Furnishings were still sparse. Men sat on benches or joint stools
and women sat on cushions on the floor. Hall and parlor had a
table and benches and perhaps one chair. Bedrooms had a curtained
feather bed with pillows, blankets, and sheets. Clothes were
stored in a chest, sometimes with sweet-smelling herbs such as
lavender, rosemary, and southernwood. Better homes had wall
hanging and cupboards displaying plate. Laundresses washed clothes
in the streams, rivers, and public conduits. Country peasants
still lived in wood, straw, and mud huts with earth floors and a
smoky hearth in the center or a kitchen area under the eaves of
the hut.
In 1442, bricks began to be manufactured in the nation and so
there was more use of bricks in buildings. Chimneys were
introduced into manor houses where stone had been too expensive.
This was necessary if a second floor was added, so the smoke would
not damage the floor above it and would eventually go out of the
house.
Nobles and their retinue moved from manor to manor, as they had
for centuries, to keep watch upon their lands and to consume the
produce thereof; it was easier to bring the household to the
estate than to transport the yield of the estate to the household.
Also, at regular intervals sewage had to be removed from the
cellar pits. Often a footman walked or ran on foot next to his
master or mistress when they rode out on horseback or in a
carriage. He was there primarily for prestige.
Jousting tournaments were held for entertainment purposes only and
were followed by banquets of several courses of food served on
dishes of gold, silver, pewter, or wood on a linen cloth covering
the table. Hands were washed before and after the meal. People
washed their faces every morning after getting up. Teeth were
cleaned with powders. Fragrant leaves were chewed for bad breath.
Garlic was used for indigestion and other ailments. Feet were
rubbed with salt and vinegar to remove calluses. Good manners
included not slumping against a post, fidgeting, sticking one's
finger into one's nose, putting one's hands into one's hose to
scratch the privy parts, spitting over the table or too far,
licking one's plate, picking one's teeth, breathing stinking
breath into the face of the lord, blowing on one's food, stuffing
masses of bread into one's mouth, scratching one's head, loosening
one's girdle to belch, and probing one's teeth with a knife.

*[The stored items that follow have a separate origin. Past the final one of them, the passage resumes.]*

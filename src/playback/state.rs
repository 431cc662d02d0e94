//! Playback state machine states.

use serde::{Deserialize, Serialize};

/// States of one playback session.
///
/// ```text
/// Idle / Finished / Error ──start(i)──▶ Synthesizing ──audio ready──▶ Playing
///                                     └─ i ≥ len ──▶ Finished          │  ▲
///                          Synthesizing ──synthesis failed──▶ Error     │  │
///                          Playing ──pause──▶ Paused ──resume───────────┘  │
///                          Playing ──clip done, next page──▶ Synthesizing  │
///                          Playing ──clip done, last page──▶ Finished      │
/// any state except Synthesizing ──next / prev──▶ Synthesizing ─────────────┘
/// any state ──stop──▶ Idle
/// ```
#[derive(Debug, Clone, Copy, Default, PartialEq, Eq, Hash, Serialize, Deserialize)]
pub enum PlaybackState {
    /// Nothing loaded or the session was stopped.
    #[default]
    Idle,

    /// A synthesis request for the current page is outstanding.
    Synthesizing,

    /// The current page's audio is playing.
    Playing,

    /// Playback is paused with the current page's audio still loaded.
    Paused,

    /// Every page has been played.
    Finished,

    /// The current page failed; the session stays at that page for retry.
    Error,
}

impl PlaybackState {
    /// `true` while the session is producing or emitting audio.
    ///
    /// ```
    /// use page_narrator::playback::PlaybackState;
    ///
    /// assert!(PlaybackState::Synthesizing.is_active());
    /// assert!(PlaybackState::Playing.is_active());
    /// assert!(!PlaybackState::Paused.is_active());
    /// assert!(!PlaybackState::Idle.is_active());
    /// ```
    pub fn is_active(&self) -> bool {
        matches!(self, PlaybackState::Synthesizing | PlaybackState::Playing)
    }

    /// States from which `start(index)` is accepted.
    pub fn accepts_start(&self) -> bool {
        matches!(
            self,
            PlaybackState::Idle | PlaybackState::Finished | PlaybackState::Error
        )
    }

    /// A short human-readable label for the status line.
    pub fn label(&self) -> &'static str {
        match self {
            PlaybackState::Idle => "Idle",
            PlaybackState::Synthesizing => "Preparing audio",
            PlaybackState::Playing => "Playing",
            PlaybackState::Paused => "Paused",
            PlaybackState::Finished => "Finished",
            PlaybackState::Error => "Error",
        }
    }
}

impl std::fmt::Display for PlaybackState {
    fn fmt(&self, f: &mut std::fmt::Formatter<'_>) -> std::fmt::Result {
        f.write_str(self.label())
    }
}

#[cfg(test)]
mod tests {
    use super::*;

    #[test]
    fn default_is_idle() {
        assert_eq!(PlaybackState::default(), PlaybackState::Idle);
    }

    #[test]
    fn start_is_accepted_only_from_resting_states() {
        use PlaybackState::*;
        for state in [Idle, Finished, Error] {
            assert!(state.accepts_start(), "{state:?}");
        }
        for state in [Synthesizing, Playing, Paused] {
            assert!(!state.accepts_start(), "{state:?}");
        }
    }

    #[test]
    fn labels_are_non_empty() {
        use PlaybackState::*;
        for state in [Idle, Synthesizing, Playing, Paused, Finished, Error] {
            assert!(!state.label().is_empty());
            assert_eq!(state.to_string(), state.label());
        }
    }
}
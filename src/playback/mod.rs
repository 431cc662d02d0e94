//! Playback — the page-by-page narration state machine.
//!
//! # Overview
//!
//! A driver owns a [`PlaybackSession`] and calls the [`PlaybackController`]
//! from its refresh loop:
//!
//! ```text
//! driver ──start/pause/resume/next/prev/stop──▶ PlaybackController ──▶ SynthesisDispatcher
//!        ──tick() every frame────────────────▶        │              ──▶ AudioDevice
//!        ◀─observe()──────────────────────────        └──────────────▶ ProgressStore
//! ```
//!
//! # Quick start
//!
//! ```rust,no_run
//! use std::sync::Arc;
//! use std::time::Duration;
//! use page_narrator::audio::{AudioDevice, RodioRenderer};
//! use page_narrator::config::AppConfig;
//! use page_narrator::playback::{PlaybackController, PlaybackSession};
//! use page_narrator::progress::MemoryProgressStore;
//! use page_narrator::text::{Document, Paginator};
//! use page_narrator::tts::{BackgroundDispatcher, GoogleTtsGateway};
//!
//! let config = AppConfig::default();
//! let timeout = config.playback.synthesis_timeout();
//! let gateway = Arc::new(GoogleTtsGateway::from_config(&config.synthesis, timeout));
//! let dispatcher = BackgroundDispatcher::spawn(gateway, timeout).unwrap();
//! let device = AudioDevice::new(RodioRenderer::open_default().unwrap());
//!
//! let mut controller = PlaybackController::new(
//!     Box::new(dispatcher),
//!     device,
//!     Arc::new(MemoryProgressStore::new()),
//!     config.voice.clone(),
//!     config.user.user_id.clone(),
//! );
//! let pages = Paginator::new(config.paginator.max_page_bytes).paginate("Merhaba dünya.");
//! let mut session = PlaybackSession::new(Document::new("inline", "inline", 1), pages);
//!
//! controller.start(&mut session, 0).unwrap();
//! loop {
//!     controller.tick(&mut session).unwrap();
//!     if !controller.observe(&session).state.is_active() {
//!         break;
//!     }
//!     std::thread::sleep(Duration::from_millis(100));
//! }
//! ```

pub mod clock;
pub mod controller;
pub mod error;
pub mod session;
pub mod state;

pub use clock::{Clock, SystemClock};
pub use controller::{PlaybackController, PlaybackResult, DEFAULT_GRACE_WINDOW};
pub use error::{ErrorKind, PlaybackError};
pub use session::{AudioCache, Observation, PlaybackSession};
pub use state::PlaybackState;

Fishing and hunting were reserved for the nobility rather than
just the King.
As many lords became less wealthy because of the cost of war, some
peasants, villein and free, became prosperous, especially those
who also worked at a craft, e.g. butchers, bakers, smiths,
shoemakers, tailors, carpenters, and clothworkers.
An agricultural slump caused poorer soils to fall back into waste.
The better soils were leased by peasants, who, with their
families, were in a better position to farm it than a great lord,
who found it hard to hire laborers at a reasonable cost. Further,
peasants' sheep, hens, pigs, ducks, goats, cattle, bees, and crop
made them almost self-sufficient in foodstuffs. They lived in a
huddle of cottages, pastured their animals on common land, and
used common meadows for hay-making. They subsisted mainly on
boiled bacon, an occasional chicken, worts and beans grown in the
cottage garden, and cereals. They wore fine wool cloth in all
their apparel. Brimless hats were replacing hoods. They had an
abundance of bed coverings in their houses. And they had more free
time. Village entertainment included traveling jesters, acrobats,
musicians, and bear-baiters. Playing games and gambling were
popular pastimes.
Most villeins were now being called "customary tenants" or "copy-
holders" of land because they held their acres by a copy of the
court-roll of the manor, which listed the number of teams, the
fines, the reliefs, and the services due to the lord for each
landholder. The Chancery court interpreted many of these documents
to include rights of inheritance. The common law courts followed
the lead of the Chancery and held that copyhold land could be
inherited as was land at common law. Evictions by lords decreased.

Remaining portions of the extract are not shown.